Task instructions — Would you return every line of the listing below that has "AsRef" in it?

Task data —
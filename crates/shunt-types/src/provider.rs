use std::fmt;

use serde::{Deserialize, Serialize};

/// The interchangeable agent CLI families Shunt can drive.
#[derive(Debug, Clone, Copy, Serialize, Deserialize, PartialEq, Eq, Hash)]
#[serde(rename_all = "snake_case")]
pub enum ProviderKind {
    Codex,
    Gemini,
}

impl ProviderKind {
    pub fn as_str(self) -> &'static str {
        match self {
            ProviderKind::Codex => "codex",
            ProviderKind::Gemini => "gemini",
        }
    }

    pub fn parse(value: &str) -> Option<Self> {
        match value.trim().to_lowercase().as_str() {
            "codex" => Some(ProviderKind::Codex),
            "gemini" => Some(ProviderKind::Gemini),
            _ => None,
        }
    }
}

impl fmt::Display for ProviderKind {
    fn fmt(&self, f: &mut fmt::Formatter<'_>) -> fmt::Result {
        f.write_str(self.as_str())
    }
}

/// One entry of the configured provider order.
///
/// The profile suffix (`codex:main`) selects an isolated credential/config
/// home for the child process; it never influences failover decisions.
#[derive(Debug, Clone, Serialize, Deserialize, PartialEq, Eq)]
pub struct ProviderSelection {
    pub kind: ProviderKind,
    pub profile: String,
}

impl ProviderSelection {
    pub fn new(kind: ProviderKind) -> Self {
        Self {
            kind,
            profile: "main".to_string(),
        }
    }

    /// Parse a `kind` or `kind:profile` entry from the configured order.
    pub fn parse(entry: &str) -> Option<Self> {
        let mut parts = entry.splitn(2, ':');
        let kind = ProviderKind::parse(parts.next()?)?;
        let profile = parts
            .next()
            .map(|p| p.trim().to_string())
            .filter(|p| !p.is_empty())
            .unwrap_or_else(|| "main".to_string());
        Some(Self { kind, profile })
    }
}

impl fmt::Display for ProviderSelection {
    fn fmt(&self, f: &mut fmt::Formatter<'_>) -> fmt::Result {
        if self.profile == "main" {
            f.write_str(self.kind.as_str())
        } else {
            write!(f, "{}:{}", self.kind, self.profile)
        }
    }
}

#[cfg(test)]
mod tests {
    use super::*;

    #[test]
    fn parse_plain_entry_defaults_profile_to_main() {
        let sel = ProviderSelection::parse("codex").unwrap();
        assert_eq!(sel.kind, ProviderKind::Codex);
        assert_eq!(sel.profile, "main");
    }

    #[test]
    fn parse_entry_with_profile_suffix() {
        let sel = ProviderSelection::parse("gemini:work").unwrap();
        assert_eq!(sel.kind, ProviderKind::Gemini);
        assert_eq!(sel.profile, "work");
        assert_eq!(sel.to_string(), "gemini:work");
    }

    #[test]
    fn parse_rejects_unknown_kind() {
        assert!(ProviderSelection::parse("claude").is_none());
    }

    #[test]
    fn parse_is_case_insensitive_and_trims() {
        let sel = ProviderSelection::parse(" Codex ").unwrap();
        assert_eq!(sel.kind, ProviderKind::Codex);
    }
}
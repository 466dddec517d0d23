pub mod activity;
pub mod heartbeat;
pub mod history;
pub mod notify;
pub mod orchestrator;
pub mod settings;
pub mod vault;

pub use activity::{ActivityCoordinator, ActivityStatus, IdleTrigger};
pub use heartbeat::{HeartbeatRunner, HEARTBEAT_PROMPT};
pub use history::{Conversation, ConversationSummary, HistoryStore, StoredMessage};
pub use notify::{Notifier, NullNotifier, TelegramNotifier};
pub use orchestrator::{Orchestrator, NEW_SESSION_PREAMBLE};
pub use settings::{Settings, SettingsStore};
pub use vault::Vault;
//! Heartbeat / on-demand activity flags.
//!
//! Two flags share one lock: `heartbeat` while a background cycle runs (or
//! cools down) and `on_demand` while a user request runs (or cools down).
//! Ending an activity starts an abortable cooldown timer; when a timer
//! expires and both flags are false the idle trigger fires, at most once per
//! idle transition. A one-shot startup timer fires the trigger if nothing
//! has been active since boot.

use std::sync::Arc;
use std::time::Duration;

use futures::future::BoxFuture;
use serde::Serialize;
use tokio::sync::Mutex;
use tokio::task::JoinHandle;
use tracing::{debug, info};

/// Callback fired on the transition to fully idle.
pub type IdleTrigger = Arc<dyn Fn() -> BoxFuture<'static, ()> + Send + Sync>;

#[derive(Debug, Clone, Serialize)]
pub struct ActivityStatus {
    pub heartbeat: bool,
    pub on_demand: bool,
    pub heartbeat_session_id: Option<String>,
    pub heartbeat_cooldown_seconds: u64,
    pub on_demand_cooldown_seconds: u64,
}

#[derive(Default)]
struct Flags {
    heartbeat: bool,
    on_demand: bool,
    heartbeat_timer: Option<JoinHandle<()>>,
    on_demand_timer: Option<JoinHandle<()>>,
    /// True once any activity has started; gates the startup trigger.
    ever_active: bool,
    heartbeat_session_id: Option<String>,
}

pub struct ActivityCoordinator {
    heartbeat_cooldown: Duration,
    on_demand_cooldown: Duration,
    flags: Mutex<Flags>,
    trigger: std::sync::Mutex<Option<IdleTrigger>>,
}

impl ActivityCoordinator {
    pub fn new(heartbeat_cooldown: Duration, on_demand_cooldown: Duration) -> Arc<Self> {
        Arc::new(Self {
            heartbeat_cooldown,
            on_demand_cooldown,
            flags: Mutex::new(Flags::default()),
            trigger: std::sync::Mutex::new(None),
        })
    }

    pub fn set_trigger(&self, trigger: IdleTrigger) {
        *self.trigger.lock().unwrap_or_else(|e| e.into_inner()) = Some(trigger);
    }

    fn fire_trigger(&self) {
        let trigger = self
            .trigger
            .lock()
            .unwrap_or_else(|e| e.into_inner())
            .clone();
        if let Some(trigger) = trigger {
            // Spawned, not awaited: the trigger runs a whole agent cycle and
            // must not hold the flag lock.
            tokio::spawn(trigger());
        }
    }

    pub async fn start_heartbeat(&self) {
        let mut flags = self.flags.lock().await;
        if let Some(timer) = flags.heartbeat_timer.take() {
            timer.abort();
        }
        flags.heartbeat = true;
        flags.ever_active = true;
        debug!("heartbeat flag set");
    }

    pub async fn end_heartbeat(self: &Arc<Self>) {
        let mut flags = self.flags.lock().await;
        if let Some(timer) = flags.heartbeat_timer.take() {
            timer.abort();
        }
        let this = Arc::clone(self);
        let cooldown = self.heartbeat_cooldown;
        flags.heartbeat_timer = Some(tokio::spawn(async move {
            tokio::time::sleep(cooldown).await;
            this.heartbeat_cooldown_expired().await;
        }));
        debug!("heartbeat cooldown started ({:?})", self.heartbeat_cooldown);
    }

    async fn heartbeat_cooldown_expired(&self) {
        let mut flags = self.flags.lock().await;
        let was_active = flags.heartbeat;
        flags.heartbeat = false;
        flags.heartbeat_timer = None;
        debug!("heartbeat flag cleared");
        if was_active && !flags.on_demand {
            info!("both flags idle after heartbeat cooldown, firing trigger");
            self.fire_trigger();
        }
    }

    pub async fn start_on_demand(&self) {
        let mut flags = self.flags.lock().await;
        if let Some(timer) = flags.on_demand_timer.take() {
            timer.abort();
        }
        flags.on_demand = true;
        flags.ever_active = true;
        debug!("on_demand flag set");
    }

    pub async fn end_on_demand(self: &Arc<Self>) {
        let mut flags = self.flags.lock().await;
        if let Some(timer) = flags.on_demand_timer.take() {
            timer.abort();
        }
        let this = Arc::clone(self);
        let cooldown = self.on_demand_cooldown;
        flags.on_demand_timer = Some(tokio::spawn(async move {
            tokio::time::sleep(cooldown).await;
            this.on_demand_cooldown_expired().await;
        }));
        debug!("on_demand cooldown started ({:?})", self.on_demand_cooldown);
    }

    async fn on_demand_cooldown_expired(&self) {
        let mut flags = self.flags.lock().await;
        let was_active = flags.on_demand;
        flags.on_demand = false;
        flags.on_demand_timer = None;
        debug!("on_demand flag cleared");
        if was_active && !flags.heartbeat {
            info!("both flags idle after on_demand cooldown, firing trigger");
            self.fire_trigger();
        }
    }

    /// Fire the trigger after `delay` unless any activity happened first.
    pub fn schedule_initial_trigger(self: &Arc<Self>, delay: Duration) -> JoinHandle<()> {
        let this = Arc::clone(self);
        tokio::spawn(async move {
            tokio::time::sleep(delay).await;
            let flags = this.flags.lock().await;
            if !flags.ever_active && !flags.heartbeat && !flags.on_demand {
                info!("no activity since startup, firing initial trigger");
                this.fire_trigger();
            } else {
                debug!("activity seen since startup, skipping initial trigger");
            }
        })
    }

    pub async fn set_heartbeat_session_id(&self, session_id: String) {
        self.flags.lock().await.heartbeat_session_id = Some(session_id);
    }

    pub async fn status(&self) -> ActivityStatus {
        let flags = self.flags.lock().await;
        ActivityStatus {
            heartbeat: flags.heartbeat,
            on_demand: flags.on_demand,
            heartbeat_session_id: flags.heartbeat_session_id.clone(),
            heartbeat_cooldown_seconds: self.heartbeat_cooldown.as_secs(),
            on_demand_cooldown_seconds: self.on_demand_cooldown.as_secs(),
        }
    }
}

#[cfg(test)]
mod tests {
    use super::*;
    use std::sync::atomic::{AtomicUsize, Ordering};

    fn counting_trigger() -> (IdleTrigger, Arc<AtomicUsize>) {
        let count = Arc::new(AtomicUsize::new(0));
        let count_in = Arc::clone(&count);
        let trigger: IdleTrigger = Arc::new(move || {
            count_in.fetch_add(1, Ordering::SeqCst);
            Box::pin(async {})
        });
        (trigger, count)
    }

    #[tokio::test(start_paused = true)]
    async fn trigger_waits_for_the_last_active_flag() {
        let coordinator = ActivityCoordinator::new(
            Duration::from_secs(5),
            Duration::from_secs(5),
        );
        let (trigger, fired) = counting_trigger();
        coordinator.set_trigger(trigger);

        coordinator.start_heartbeat().await;
        coordinator.start_on_demand().await;
        coordinator.end_heartbeat().await;

        // Heartbeat cooldown expires while on_demand is still active.
        tokio::time::sleep(Duration::from_secs(10)).await;
        assert_eq!(fired.load(Ordering::SeqCst), 0);

        coordinator.end_on_demand().await;
        tokio::time::sleep(Duration::from_secs(6)).await;
        assert_eq!(fired.load(Ordering::SeqCst), 1);

        // No further idle transition, no further firing.
        tokio::time::sleep(Duration::from_secs(60)).await;
        assert_eq!(fired.load(Ordering::SeqCst), 1);
    }

    #[tokio::test(start_paused = true)]
    async fn restarting_an_activity_cancels_its_cooldown() {
        let coordinator = ActivityCoordinator::new(
            Duration::from_secs(5),
            Duration::from_secs(5),
        );
        let (trigger, fired) = counting_trigger();
        coordinator.set_trigger(trigger);

        coordinator.start_on_demand().await;
        coordinator.end_on_demand().await;
        // New request arrives mid-cooldown.
        tokio::time::sleep(Duration::from_secs(2)).await;
        coordinator.start_on_demand().await;
        tokio::time::sleep(Duration::from_secs(10)).await;
        assert_eq!(fired.load(Ordering::SeqCst), 0);
        assert!(coordinator.status().await.on_demand);

        coordinator.end_on_demand().await;
        tokio::time::sleep(Duration::from_secs(6)).await;
        assert_eq!(fired.load(Ordering::SeqCst), 1);
    }

    #[tokio::test(start_paused = true)]
    async fn initial_trigger_fires_only_when_nothing_ever_ran() {
        let coordinator = ActivityCoordinator::new(
            Duration::from_secs(5),
            Duration::from_secs(5),
        );
        let (trigger, fired) = counting_trigger();
        coordinator.set_trigger(trigger);

        coordinator.schedule_initial_trigger(Duration::from_secs(30));
        tokio::time::sleep(Duration::from_secs(31)).await;
        assert_eq!(fired.load(Ordering::SeqCst), 1);
    }

    #[tokio::test(start_paused = true)]
    async fn initial_trigger_skipped_after_user_activity() {
        let coordinator = ActivityCoordinator::new(
            Duration::from_secs(1),
            Duration::from_secs(1),
        );
        let (trigger, fired) = counting_trigger();
        coordinator.set_trigger(trigger);

        coordinator.schedule_initial_trigger(Duration::from_secs(30));
        coordinator.start_on_demand().await;
        coordinator.end_on_demand().await;
        tokio::time::sleep(Duration::from_secs(31)).await;
        // The cooldown-expiry trigger fired, the startup one did not.
        assert_eq!(fired.load(Ordering::SeqCst), 1);
    }

    #[tokio::test]
    async fn status_reports_flags_and_session() {
        let coordinator = ActivityCoordinator::new(
            Duration::from_secs(600),
            Duration::from_secs(600),
        );
        coordinator.start_heartbeat().await;
        coordinator
            .set_heartbeat_session_id("hb-1".to_string())
            .await;
        let status = coordinator.status().await;
        assert!(status.heartbeat);
        assert!(!status.on_demand);
        assert_eq!(status.heartbeat_session_id.as_deref(), Some("hb-1"));
        assert_eq!(status.heartbeat_cooldown_seconds, 600);
    }
}
// Copyright (C) 2017 Hove and/or its affiliates.
//
// This program is free software: you can redistribute it and/or modify it
// under the terms of the GNU Affero General Public License as published by the
// Free Software Foundation, version 3.

// This program is distributed in the hope that it will be useful, but WITHOUT
// ANY WARRANTY; without even the implied warranty of MERCHANTABILITY or FITNESS
// FOR A PARTICULAR PURPOSE. See the GNU Affero General Public License for more
// details.

// You should have received a copy of the GNU Affero General Public License
// along with this program. If not, see <https://www.gnu.org/licenses/>

//! Helpers shared by the integration tests

use std::fs;
use std::path::Path;
use tempfile::TempDir;

/// Content of a file, panicking when it can't be read
pub fn get_file_content<P: AsRef<Path>>(path: P) -> String {
    let path = path.as_ref();
    fs::read_to_string(path).unwrap_or_else(|_| panic!("file {:?} not found", path))
}

/// Check that every file of `files_to_check` in `output_dir` has the same
/// content as its counterpart in `expected_dir`
pub fn compare_output_dir_with_expected<P: AsRef<Path>>(
    output_dir: P,
    files_to_check: &[&str],
    expected_dir: &str,
) {
    let output_dir = output_dir.as_ref();
    for file_name in files_to_check {
        let output_contents = get_file_content(output_dir.join(file_name));
        let expected_contents = get_file_content(Path::new(expected_dir).join(file_name));
        assert_eq!(
            expected_contents,
            output_contents,
            "content of {} differs",
            file_name
        );
    }
}

/// Names of the entries of a zip archive, sorted
pub fn zip_entries<P: AsRef<Path>>(zip_file: P) -> Vec<String> {
    let file = fs::File::open(zip_file.as_ref()).expect("open zip file");
    let archive = zip::ZipArchive::new(file).expect("read zip file");
    let mut names: Vec<String> = archive.file_names().map(str::to_string).collect();
    names.sort();
    names
}

/// Run `func` with a temporary directory, deleted afterwards
pub fn test_in_tmp_dir<F>(func: F)
where
    F: FnOnce(&Path),
{
    let tmp_dir = TempDir::new().expect("create temp dir");
    func(tmp_dir.path());
    tmp_dir.close().expect("delete temp dir");
}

Response area —
pub fn get_file_content<P: AsRef<Path>>(path: P) -> String {
pub fn compare_output_dir_with_expected<P: AsRef<Path>>(
pub fn zip_entries<P: AsRef<Path>>(zip_file: P) -> Vec<String> {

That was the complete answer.